Retour sur un évènement historique de la vie politique des Antilles-Guyane : la signature de la Déclaration de Basse-Terre, il y a vingt-deux ans.

L’évènement se déroule à proximité du bureau de la présidente, au palais du Conseil Régional, à Basse-Terre, en Guadeloupe, le mercredi 1er décembre 1999. Lucette Michaux-Chevry, hôtesse des lieux et figure de la droite locale, ainsi que ses homologues de Guyane, le socialiste autonomiste Antoine Karam, et de Martinique, l’indépendantiste Alfred Marie-Jeanne, entrent dans l’histoire politique des Antilles-Guyane.

Sous les crépitements des flashes des appareils photos et dans la lumière crue des projecteurs des caméras, ils viennent de signer un document de deux pages, intitulé « Déclaration de Basse-Terre ».

Pour la première fois dans l’histoire des trois dernières colonies françaises d’Amérique, les trois collectivités majeures parlent d’une seule et même voix, non pas pour demander plus d’argent ou plus d’assimilation, mais au contraire, réclamer davantage de responsabilités locales.

La Déclaration de Basse-Terre constate « la dégradation continuelle depuis de nombreuses années » de la situation des trois Régions, dégradation qui se manifeste par « un affaiblissement des filières productives, la déstabilisation financière des collectivités, un assistanat généralisé, un taux de chômage croissant ».

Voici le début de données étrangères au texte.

// SPDX-FileCopyrightText: 2025 Caspar Water Company
//
// SPDX-License-Identifier: Apache-2.0

//! Category grouping for the catalog index.
//!
//! Groups are derived on every build and never persisted.

use crate::collate::KoreanCollator;
use crate::model::Product;
use std::collections::BTreeMap;

/// A product together with its validated slug.
#[derive(Debug, Clone, Copy)]
pub struct CatalogItem<'a> {
    pub slug: &'a str,
    pub product: &'a Product,
}

impl CatalogItem<'_> {
    /// Relative link to the product's generated page.
    pub fn href(&self) -> String {
        format!("./{}.html", self.slug)
    }
}

/// One category heading and its ordered products.
#[derive(Debug, Clone)]
pub struct CategoryGroup<'a> {
    pub name: String,
    pub items: Vec<CatalogItem<'a>>,
}

/// Group items by category and order both levels with Korean collation.
///
/// Blank categories go under `default_category`. Within a group, items are
/// ordered by `brand series code`; sorting is stable, so ties keep input order.
pub fn group_by_category<'a>(
    items: &[CatalogItem<'a>],
    default_category: &str,
    collator: &KoreanCollator,
) -> Vec<CategoryGroup<'a>> {
    let mut by_name: BTreeMap<String, Vec<(String, CatalogItem<'a>)>> = BTreeMap::new();
    for item in items {
        let name = item.product.category_or(default_category).to_string();
        by_name
            .entry(name)
            .or_default()
            .push((item.product.sort_key(), *item));
    }

    let mut groups: Vec<CategoryGroup<'a>> = by_name
        .into_iter()
        .map(|(name, mut keyed)| {
            keyed.sort_by(|(a, _), (b, _)| collator.compare(a, b));
            CategoryGroup {
                name,
                items: keyed.into_iter().map(|(_, item)| item).collect(),
            }
        })
        .collect();

    groups.sort_by(|a, b| collator.compare(&a.name, &b.name));
    groups
}

#[cfg(test)]
mod tests {
    use super::*;

    fn product(id: &str, category: &str, brand: &str, series: &str, code: &str) -> Product {
        Product {
            id: id.to_string(),
            category: category.to_string(),
            brand: brand.to_string(),
            series: series.to_string(),
            code: code.to_string(),
            ..Default::default()
        }
    }

    fn items(products: &[Product]) -> Vec<CatalogItem<'_>> {
        products
            .iter()
            .map(|p| CatalogItem {
                slug: p.id.as_str(),
                product: p,
            })
            .collect()
    }

    fn slugs(group: &CategoryGroup<'_>) -> Vec<String> {
        group.items.iter().map(|i| i.slug.to_string()).collect()
    }

    #[test]
    fn categories_and_items_are_ordered() {
        let products = vec![
            product("b2", "B", "Zeta", "S", "1"),
            product("a2", "A", "beta", "S", "1"),
            product("b1", "B", "Alpha", "S", "1"),
            product("a1", "A", "Alpha", "S", "2"),
        ];
        let collator = KoreanCollator::new().expect("collator");
        let groups = group_by_category(&items(&products), "기타", &collator);

        assert_eq!(groups.len(), 2);
        assert_eq!(groups[0].name, "A");
        assert_eq!(groups[1].name, "B");
        assert_eq!(slugs(&groups[0]), ["a1", "a2"]);
        assert_eq!(slugs(&groups[1]), ["b1", "b2"]);
    }

    #[test]
    fn collation_differs_from_byte_order() {
        // Byte order would give "Wood" before "tile" and "Banana" before "apple".
        let products = vec![
            product("w1", "Wood", "x", "", ""),
            product("t-banana", "tile", "Banana", "", ""),
            product("t-apple", "tile", "apple", "", ""),
        ];
        let collator = KoreanCollator::new().expect("collator");
        let groups = group_by_category(&items(&products), "기타", &collator);

        let names: Vec<_> = groups.iter().map(|g| g.name.as_str()).collect();
        assert_eq!(names, ["tile", "Wood"]);
        assert_eq!(slugs(&groups[0]), ["t-apple", "t-banana"]);
    }

    #[test]
    fn hangul_categories_use_dictionary_order() {
        let products = vec![
            product("t", "타일", "", "", ""),
            product("j", "장판", "", "", ""),
            product("g", "강마루", "", "", ""),
        ];
        let collator = KoreanCollator::new().expect("collator");
        let groups = group_by_category(&items(&products), "기타", &collator);
        let names: Vec<_> = groups.iter().map(|g| g.name.as_str()).collect();
        assert_eq!(names, ["강마루", "장판", "타일"]);
    }

    #[test]
    fn blank_category_uses_default() {
        let products = vec![product("x", "", "B", "", ""), product("y", "  ", "A", "", "")];
        let collator = KoreanCollator::new().expect("collator");
        let groups = group_by_category(&items(&products), "기타", &collator);
        assert_eq!(groups.len(), 1);
        assert_eq!(groups[0].name, "기타");
        assert_eq!(slugs(&groups[0]), ["y", "x"]);
    }

    #[test]
    fn ties_keep_input_order() {
        let products = vec![
            product("first", "A", "B", "S", "C"),
            product("second", "A", "B", "S", "C"),
        ];
        let collator = KoreanCollator::new().expect("collator");
        let groups = group_by_category(&items(&products), "기타", &collator);
        assert_eq!(slugs(&groups[0]), ["first", "second"]);
    }

    #[test]
    fn empty_input_has_no_groups() {
        let collator = KoreanCollator::new().expect("collator");
        assert!(group_by_category(&[], "기타", &collator).is_empty());
    }

    #[test]
    fn href_points_at_product_page() {
        let p = product("abc-1", "Tile", "", "", "");
        let item = CatalogItem {
            slug: "abc-1",
            product: &p,
        };
        assert_eq!(item.href(), "./abc-1.html");
    }
}
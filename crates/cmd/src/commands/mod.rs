pub mod build;
pub mod ingest;

pub use build::{BuildArgs, build_command};
pub use ingest::{IngestArgs, ingest_command};
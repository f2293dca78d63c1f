use std::path::{Path, PathBuf};

use anyhow::{Context, Result};
use catalog::CatalogConfig;

/// Config file picked up from the working directory when `--config` is absent.
pub const DEFAULT_CONFIG_FILE: &str = "catalog.yaml";

/// Load configuration: an explicit path must exist, the implicit
/// `catalog.yaml` is optional, and with neither the built-in defaults apply.
pub fn load_config(explicit: Option<&Path>) -> Result<CatalogConfig> {
    if let Some(path) = explicit {
        return CatalogConfig::load(path)
            .with_context(|| format!("Failed to load config {}", path.display()));
    }

    let implicit = Path::new(DEFAULT_CONFIG_FILE);
    if implicit.exists() {
        let config = CatalogConfig::load(implicit)
            .with_context(|| format!("Failed to load config {}", implicit.display()))?;
        let path_display = implicit.display().to_string();
        diagnostics::log_debug!("Loaded config {path}", path: path_display);
        return Ok(config);
    }

    Ok(CatalogConfig::default())
}

/// Command-line value if given, else the configured one.
pub fn resolve_path(override_path: Option<&Path>, configured: &Path) -> PathBuf {
    override_path.unwrap_or(configured).to_path_buf()
}
// SPDX-FileCopyrightText: 2025 Caspar Water Company
//
// SPDX-License-Identifier: Apache-2.0

//! `{{KEY}}` placeholder substitution for page templates.
//!
//! The template is scanned once; each `{{KEY}}` token whose key is in the
//! field map is replaced by that field's value. Inserted values are never
//! re-scanned, so a product note containing `{{PRICE}}` stays literal text.

use crate::config::PlaceholderPolicy;
use regex::{Captures, Regex};
use std::collections::BTreeMap;
use std::sync::LazyLock;

static PLACEHOLDER: LazyLock<Regex> = LazyLock::new(|| {
    Regex::new(r"\{\{([A-Za-z0-9_]+)\}\}").expect("placeholder pattern is valid")
});

/// A value bound to a placeholder.
#[derive(Debug, Clone, PartialEq, Eq)]
pub enum FieldValue {
    /// Plain text, HTML-escaped on substitution
    Text(String),
    /// Pre-built markup, inserted verbatim
    Html(String),
}

impl FieldValue {
    fn to_html(&self) -> String {
        match self {
            FieldValue::Text(text) => escape_html(text),
            FieldValue::Html(html) => html.clone(),
        }
    }
}

/// Placeholder name → value.
#[derive(Debug, Clone, Default, PartialEq, Eq)]
pub struct Fields {
    values: BTreeMap<String, FieldValue>,
}

impl Fields {
    pub fn new() -> Self {
        Self::default()
    }

    /// Bind a text value (escaped at render time).
    pub fn text(mut self, key: &str, value: impl Into<String>) -> Self {
        self.values
            .insert(key.to_string(), FieldValue::Text(value.into()));
        self
    }

    /// Bind trusted markup (inserted as-is).
    pub fn html(mut self, key: &str, value: impl Into<String>) -> Self {
        self.values
            .insert(key.to_string(), FieldValue::Html(value.into()));
        self
    }

    pub fn get(&self, key: &str) -> Option<&FieldValue> {
        self.values.get(key)
    }

    pub fn len(&self) -> usize {
        self.values.len()
    }

    pub fn is_empty(&self) -> bool {
        self.values.is_empty()
    }
}

/// Substitute every known `{{KEY}}` in `template`.
///
/// Tokens with no matching field are kept or stripped according to `policy`.
pub fn render(template: &str, fields: &Fields, policy: PlaceholderPolicy) -> String {
    PLACEHOLDER
        .replace_all(template, |caps: &Captures<'_>| match fields.get(&caps[1]) {
            Some(value) => value.to_html(),
            None => match policy {
                PlaceholderPolicy::Keep => caps[0].to_string(),
                PlaceholderPolicy::Strip => String::new(),
            },
        })
        .into_owned()
}

/// Escape `& < > " '` for use in HTML text and attribute values.
///
/// Single pass, so the `&` of an entity produced here is never escaped again.
pub fn escape_html(s: &str) -> String {
    let mut out = String::with_capacity(s.len() + s.len() / 8);
    for ch in s.chars() {
        match ch {
            '&' => out.push_str("&amp;"),
            '<' => out.push_str("&lt;"),
            '>' => out.push_str("&gt;"),
            '"' => out.push_str("&quot;"),
            '\'' => out.push_str("&#39;"),
            _ => out.push(ch),
        }
    }
    out
}
// Copyright (c) 2025 Lily Lyons
//
// This Source Code Form is subject to the terms of the Mozilla Public
// License, v. 2.0. If a copy of the MPL was not distributed with this
// file, You can obtain one at https://mozilla.org/MPL/2.0/.

use super::{Deserializer, Kind, Result};

/// One version-gated field reader.
pub(crate) type Reader<T> = fn(&mut T, &mut Deserializer<'_, '_>) -> Result<()>;

/// The record protocol every composite entity in the format follows.
///
/// A record starts with an i32 version, then carries the fields of every
/// schema revision up to and including that version, back to back. Nothing is
/// tagged and nothing is length-prefixed, so the only way to read a record is
/// to replay the field groups in the order the table declares them.
///
/// Fields whose version was never reached keep the type's [`Default`] values.
// The `'static` bound lets `READERS` mention `Self`; every record type owns
// its data anyway.
pub(crate) trait Versioned: Default + Sized + 'static {
    /// The type name, for error reporting.
    const CLASS: &'static str;

    /// Field readers keyed by the version that introduced them, ascending.
    const READERS: &'static [(i32, Reader<Self>)];

    /// Called with the declared version before any reader runs.
    ///
    /// [`crate::MapData`] keeps it; its first field group changed shape at
    /// version 20 and the reader has to know which side of that line it's on.
    fn version_hint(&mut self, _version: i32) {}

    /// Trailing fields the writer emits outside the version gate.
    fn finish(&mut self, _de: &mut Deserializer<'_, '_>) -> Result<()> {
        Ok(())
    }
}

impl Deserializer<'_, '_> {
    /// Read one versioned record.
    ///
    /// A record declaring a version beyond the reader table is fatal: with no
    /// framing there is no way to skip the fields we don't know about.
    pub(crate) fn read_record<T: Versioned>(&mut self) -> Result<T> {
        let version = self.read_i32()?;
        let max = T::READERS.last().map_or(0, |&(introduced, _)| introduced);
        if version > max {
            return Err(self.error(Kind::UnsupportedVersion {
                class: T::CLASS,
                version,
                max,
            }));
        }

        let mut record = T::default();
        record.version_hint(version);
        for &(introduced, read) in T::READERS {
            if version >= introduced {
                read(&mut record, self)?;
            }
        }
        record.finish(self)?;
        Ok(record)
    }
}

Elle pointe également du doigt « le développement rapide des dérives sociales, destructrices (…) en particulier pour les jeunes générations dont les perspectives d’emploi apparaissent de plus en plus aléatoires ».

Les trois présidents regrettent « l’inadéquation d’un dispositif fiscal et social conçu pour un pays développé et appliqué à des Régions en retard de développement » et déplorent leur impuissance à résoudre les problèmes qui se posent. Ils mettent en exergue l’impossibilité d’un développement économique qui ne serait pas fondé sur les réalités propres à leurs territoires. 

Les trois exécutifs déclarent vouloir « unir leurs efforts afin de bâtir un projet de développement économique, social et culturel impliquant la prise en compte des identités propres à chaque Région et basé sur l’évidence que la dignité procède du travail et non de l’assistanat ». Ce projet de développement passe par la création d’emplois et d’activités productives afin d’en finir avec la société de consommation et « le cycle infernal de l’emploi assisté ».

La Déclaration de Basse-Terre revendique enfin une évolution statutaire des trois régions monodépartementales.

Cette initiative prend de court les états-majors politiques locaux autant que les préfets des trois départements. Ce qui n’empêche pas l’idée de faire son chemin.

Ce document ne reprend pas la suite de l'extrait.